Stored items
//! Project management
//!
//! Handles project initialization and provides access to stores.

use std::fs;
use std::path::{Path, PathBuf};

use anyhow::{Context, Result};
use thiserror::Error;

use super::{Config, FileSession, StateFile, TaskStore};

#[derive(Debug, Error)]
pub enum ProjectError {
    #[error("Not in a subnav project. Run 'subnav init' first.")]
    NotInProject,
}

/// A subnav project
pub struct Project {
    root: PathBuf,
    config: Config,
}

impl Project {
    /// Opens an existing project at the given path
    pub fn open(root: impl Into<PathBuf>) -> Result<Self> {
        let root = root.into();
        let subnav_dir = root.join(".subnav");

        if !subnav_dir.is_dir() {
            return Err(ProjectError::NotInProject.into());
        }

        let config = Config::for_project(&root)?;

        Ok(Self { root, config })
    }

    /// Opens the project at the current directory or a parent
    pub fn open_current() -> Result<Self> {
        let root = Config::find_project_root().ok_or(ProjectError::NotInProject)?;

        Self::open(root)
    }

    /// Initializes a new project at the given path
    pub fn init(root: impl Into<PathBuf>) -> Result<Self> {
        let root = root.into();
        let subnav_dir = root.join(".subnav");

        // Create directory structure
        fs::create_dir_all(&subnav_dir).with_context(|| {
            format!("Failed to create .subnav directory: {}", subnav_dir.display())
        })?;

        let cache_dir = subnav_dir.join(".cache");
        fs::create_dir_all(&cache_dir)
            .with_context(|| format!("Failed to create cache directory: {}", cache_dir.display()))?;

        // Create default config
        let config_path = subnav_dir.join("config.toml");
        if !config_path.exists() {
            let default_config = r#"# subnav configuration

# Hierarchy backend: "local" (.subnav/tasks.jsonl) or "asana"
source = "local"

[cache]
# How long a fetched children list is reused (milliseconds)
ttl_ms = 60000
# Maximum number of children lists kept per session
capacity = 20

[asana]
base_url = "https://app.asana.com/api/1.0"
token_env = "ASANA_TOKEN"
timeout_secs = 10

[tui]
toast_ms = 1200
"#;
            fs::write(&config_path, default_config)
                .with_context(|| format!("Failed to write config: {}", config_path.display()))?;
        }

        // Create .gitignore for .subnav
        let gitignore_path = subnav_dir.join(".gitignore");
        if !gitignore_path.exists() {
            let gitignore = r#"# Session caches (per terminal session, regenerated)
.cache/

# Current task is per checkout
state.json
"#;
            fs::write(&gitignore_path, gitignore).with_context(|| {
                format!("Failed to write .gitignore: {}", gitignore_path.display())
            })?;
        }

        Self::open(root)
    }

    /// Returns the project root path
    pub fn root(&self) -> &Path {
        &self.root
    }

    /// Returns the .subnav directory path
    pub fn subnav_dir(&self) -> PathBuf {
        self.root.join(".subnav")
    }

    /// Returns the configuration
    pub fn config(&self) -> &Config {
        &self.config
    }

    /// Returns the local task store
    pub fn task_store(&self) -> TaskStore {
        TaskStore::for_project(&self.root)
    }

    /// Returns the current-task state file
    pub fn state(&self) -> StateFile {
        StateFile::for_project(&self.root)
    }

    /// Returns the session record for `name` (see [`FileSession::resolve_name`])
    pub fn session(&self, name: &str) -> Result<FileSession> {
        Ok(FileSession::for_project(&self.root, name)?)
    }

    /// Returns the cache directory
    pub fn cache_dir(&self) -> PathBuf {
        self.subnav_dir().join(".cache")
    }
}
//! Navigation engine
//!
//! Pure computation over a resolved context: given where a task sits among
//! its siblings (or what its children are), decide where a command goes.
//! Nothing here touches the cache, the network or the router. The caller
//! applies the [`Remember`] record of a [`Move`] only after the move
//! actually happened.
//!
//! Sibling order is whatever the hierarchy returned; indices are never
//! computed against a re-sorted list.

use std::fmt;

use super::id::TaskId;
use super::task::{position_of, LastVisited, Sibling, PAGE_SIZE};

/// A navigation command
#[derive(Debug, Clone, Copy, PartialEq, Eq)]
pub enum Command {
    /// Previous or next sibling
    Step(Direction),
    /// First or last sibling
    Edge(Edge),
    /// The current task's parent
    ToParent,
    /// The remembered (or first) child of the current task
    ToChild,
}

impl Command {
    pub fn label(&self) -> &'static str {
        match self {
            Command::Step(Direction::Prev) => "prev",
            Command::Step(Direction::Next) => "next",
            Command::Edge(Edge::First) => "first",
            Command::Edge(Edge::Last) => "last",
            Command::ToParent => "up",
            Command::ToChild => "down",
        }
    }
}

#[derive(Debug, Clone, Copy, PartialEq, Eq)]
pub enum Direction {
    Prev,
    Next,
}

#[derive(Debug, Clone, Copy, PartialEq, Eq)]
pub enum Edge {
    First,
    Last,
}

impl Edge {
    fn label(self) -> &'static str {
        match self {
            Edge::First => "First",
            Edge::Last => "Last",
        }
    }
}

/// A task's parent, its siblings, and where it sits among them
#[derive(Debug, Clone, PartialEq, Eq)]
pub struct Resolution {
    pub parent_id: TaskId,
    pub siblings: Vec<Sibling>,
    /// `None` when the task could not be located among `siblings`
    pub idx: Option<usize>,
}

impl Resolution {
    /// Returns true if the sibling list filled a whole fetch page
    ///
    /// Such a list cannot be told apart from a truncated one.
    pub fn at_page_limit(&self) -> bool {
        self.siblings.len() >= PAGE_SIZE
    }

    /// Borrows the resolution with a known index
    pub fn located(&self) -> Option<Located<'_>> {
        self.idx.map(|idx| Located {
            parent_id: &self.parent_id,
            siblings: &self.siblings,
            idx,
        })
    }
}

/// A resolution whose task index is known
#[derive(Debug, Clone, Copy)]
pub struct Located<'a> {
    pub parent_id: &'a TaskId,
    pub siblings: &'a [Sibling],
    pub idx: usize,
}

/// Result of a navigation computation
#[derive(Debug, Clone, PartialEq, Eq)]
pub enum Outcome {
    /// Go somewhere
    Move(Move),
    /// Already at the edge in the requested direction
    Boundary(Boundary),
    /// The task has no children to descend into
    Empty,
}

impl Outcome {
    /// Returns true for outcomes that did not move
    pub fn is_boundary(&self) -> bool {
        !matches!(self, Outcome::Move(_))
    }

    /// User-facing status line
    pub fn message(&self) -> String {
        match self {
            Outcome::Move(mv) => mv.placement.to_string(),
            Outcome::Boundary(b) => b.to_string(),
            Outcome::Empty => "No subtasks".to_string(),
        }
    }
}

/// A move to a target task
#[derive(Debug, Clone, PartialEq, Eq)]
pub struct Move {
    pub target: TaskId,
    pub placement: Placement,
    /// Position to record once the move is applied
    pub remember: Option<Remember>,
}

/// `last_visited[parent] = visit`
#[derive(Debug, Clone, PartialEq, Eq)]
pub struct Remember {
    pub parent: TaskId,
    pub visit: LastVisited,
}

/// Where the target of a move sits, for display
#[derive(Debug, Clone, Copy, PartialEq, Eq)]
pub enum Placement {
    Sibling { idx: usize, total: usize },
    Parent,
    Child { idx: usize, total: usize },
}

impl fmt::Display for Placement {
    fn fmt(&self, f: &mut fmt::Formatter<'_>) -> fmt::Result {
        match self {
            Placement::Sibling { idx, total } => write!(f, "{} / {}", idx + 1, total),
            Placement::Parent => write!(f, "\u{2190} Parent"),
            Placement::Child { idx, total } => write!(f, "\u{2192} {} / {}", idx + 1, total),
        }
    }
}

/// No movement: the current position and the edge that stopped it
#[derive(Debug, Clone, Copy, PartialEq, Eq)]
pub struct Boundary {
    pub edge: Edge,
    pub idx: usize,
    pub total: usize,
}

impl fmt::Display for Boundary {
    fn fmt(&self, f: &mut fmt::Formatter<'_>) -> fmt::Result {
        write!(
            f,
            "{} task \u{00b7} {} / {}",
            self.edge.label(),
            self.idx + 1,
            self.total
        )
    }
}

fn sibling_move(ctx: Located<'_>, target_idx: usize) -> Outcome {
    let target = ctx.siblings[target_idx].id.clone();
    Outcome::Move(Move {
        remember: Some(Remember {
            parent: ctx.parent_id.clone(),
            visit: LastVisited::new(target.clone(), target_idx),
        }),
        target,
        placement: Placement::Sibling {
            idx: target_idx,
            total: ctx.siblings.len(),
        },
    })
}

/// Previous/next sibling
pub fn step(ctx: Located<'_>, direction: Direction) -> Outcome {
    let total = ctx.siblings.len();
    let target = match direction {
        Direction::Prev => ctx.idx.checked_sub(1),
        Direction::Next => Some(ctx.idx + 1).filter(|&i| i < total),
    };

    match target {
        Some(target_idx) => sibling_move(ctx, target_idx),
        None => Outcome::Boundary(Boundary {
            edge: match direction {
                Direction::Prev => Edge::First,
                Direction::Next => Edge::Last,
            },
            idx: ctx.idx,
            total,
        }),
    }
}

/// First/last sibling
pub fn edge(ctx: Located<'_>, edge: Edge) -> Outcome {
    let total = ctx.siblings.len();
    let target_idx = match edge {
        Edge::First => 0,
        Edge::Last => total.saturating_sub(1),
    };

    if target_idx == ctx.idx {
        return Outcome::Boundary(Boundary {
            edge,
            idx: ctx.idx,
            total,
        });
    }
    sibling_move(ctx, target_idx)
}

/// Up to the parent, remembering the position being left when it is known
pub fn to_parent(resolution: &Resolution, task_id: &TaskId) -> Outcome {
    Outcome::Move(Move {
        target: resolution.parent_id.clone(),
        placement: Placement::Parent,
        remember: resolution.idx.map(|idx| Remember {
            parent: resolution.parent_id.clone(),
            visit: LastVisited::new(task_id.clone(), idx),
        }),
    })
}

/// Down into the current task's own children
///
/// Prefers the remembered child: at its recorded index if it is still
/// there, else wherever it moved to, else the first child.
pub fn to_child(task_id: &TaskId, children: &[Sibling], last: Option<&LastVisited>) -> Outcome {
    if children.is_empty() {
        return Outcome::Empty;
    }

    let target_idx = last
        .and_then(|lv| {
            if lv.still_matches(children) {
                Some(lv.idx)
            } else {
                position_of(children, &lv.id)
            }
        })
        .unwrap_or(0);

    let target = children[target_idx].id.clone();
    Outcome::Move(Move {
        remember: Some(Remember {
            parent: task_id.clone(),
            visit: LastVisited::new(target.clone(), target_idx),
        }),
        target,
        placement: Placement::Child {
            idx: target_idx,
            total: children.len(),
        },
    })
}
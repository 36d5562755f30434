//! Current-task state
//!
//! `.subnav/state.json` records which task is "open". It plays the part a
//! browser address bar plays for a web client: navigation reads the current
//! task from it and a successful move writes the target back.

use std::fs;
use std::path::{Path, PathBuf};

use anyhow::{Context, Result};
use serde::{Deserialize, Serialize};

use crate::domain::TaskId;

#[derive(Debug, Default, Serialize, Deserialize)]
struct StateRecord {
    #[serde(default)]
    current: Option<TaskId>,
}

/// File holding the current task
#[derive(Debug, Clone)]
pub struct StateFile {
    path: PathBuf,
}

impl StateFile {
    pub fn new(path: impl Into<PathBuf>) -> Self {
        Self { path: path.into() }
    }

    pub fn for_project(project_root: &Path) -> Self {
        Self::new(project_root.join(".subnav").join("state.json"))
    }

    pub fn path(&self) -> &Path {
        &self.path
    }

    /// Returns the current task, if one is open
    pub fn current(&self) -> Result<Option<TaskId>> {
        if !self.path.exists() {
            return Ok(None);
        }

        let content = fs::read_to_string(&self.path)
            .with_context(|| format!("Failed to read state: {}", self.path.display()))?;
        let record: StateRecord = serde_json::from_str(&content)
            .with_context(|| format!("Failed to parse state: {}", self.path.display()))?;
        Ok(record.current)
    }

    /// Opens `task`
    pub fn set_current(&self, task: &TaskId) -> Result<()> {
        if let Some(parent) = self.path.parent() {
            fs::create_dir_all(parent)
                .with_context(|| format!("Failed to create directory: {}", parent.display()))?;
        }

        let record = StateRecord {
            current: Some(task.clone()),
        };
        let content = serde_json::to_string_pretty(&record).context("Failed to serialize state")?;

        let temp_path = self.path.with_extension("json.tmp");
        fs::write(&temp_path, content)
            .with_context(|| format!("Failed to write state: {}", temp_path.display()))?;
        fs::rename(&temp_path, &self.path)
            .with_context(|| format!("Failed to replace state: {}", self.path.display()))
    }
}

#[cfg(test)]
mod tests {
    use super::*;
    use tempfile::TempDir;

    #[test]
    fn no_state_means_no_current_task() {
        let dir = TempDir::new().unwrap();
        let state = StateFile::new(dir.path().join("state.json"));
        assert!(state.current().unwrap().is_none());
    }

    #[test]
    fn set_and_read_current() {
        let dir = TempDir::new().unwrap();
        let state = StateFile::new(dir.path().join("state.json"));
        let task: TaskId = "77".parse().unwrap();

        state.set_current(&task).unwrap();
        assert_eq!(state.current().unwrap(), Some(task));
    }

    #[test]
    fn corrupt_state_is_an_error() {
        let dir = TempDir::new().unwrap();
        let state = StateFile::new(dir.path().join("state.json"));
        fs::write(state.path(), "garbage").unwrap();
        assert!(state.current().is_err());
    }
}
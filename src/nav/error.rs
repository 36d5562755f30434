//! Navigation failures and their status lines

use thiserror::Error;

use crate::domain::TaskId;
use crate::hierarchy::HierarchyError;

#[derive(Debug, Error)]
pub enum NavError {
    #[error("Task not found: {0}")]
    NotFound(TaskId),

    #[error("Hierarchy unavailable: {0}")]
    Transport(String),

    #[error("Task {0} has no parent")]
    NoParent(TaskId),

    /// `truncated` is set when the sibling list filled a whole fetch page
    #[error("Task {task} not found among its siblings")]
    SiblingNotFound { task: TaskId, truncated: bool },

    #[error("Could not open task {0}")]
    RouterRejected(TaskId),
}

impl NavError {
    /// Short text for the status line
    pub fn message(&self) -> &'static str {
        match self {
            NavError::NotFound(_) => "Not a task",
            NavError::Transport(_) => "Error, see log",
            NavError::NoParent(_) => "No parent task",
            NavError::SiblingNotFound { truncated: true, .. } => "Too many siblings (100+)",
            NavError::SiblingNotFound { truncated: false, .. } => "Task not found in siblings",
            NavError::RouterRejected(_) => "Navigation unavailable",
        }
    }
}

impl From<HierarchyError> for NavError {
    fn from(err: HierarchyError) -> Self {
        match err {
            HierarchyError::NotFound(id) => NavError::NotFound(id),
            HierarchyError::Transport(msg) => NavError::Transport(msg),
        }
    }
}
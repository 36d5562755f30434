//! subnav - keyboard navigation through parent/subtask trees

use std::process::ExitCode;

fn main() -> ExitCode {
    if let Err(e) = subnav::cli::run() {
        eprintln!("Error: {:#}", e);
        ExitCode::FAILURE
    } else {
        ExitCode::SUCCESS
    }
}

Work required »
Which lines in the records above contain the word "content"? Return each of them.

Your solution »
        let content = fs::read_to_string(&self.path)
        let record: StateRecord = serde_json::from_str(&content)
        let content = serde_json::to_string_pretty(&record).context("Failed to serialize state")?;
        fs::write(&temp_path, content)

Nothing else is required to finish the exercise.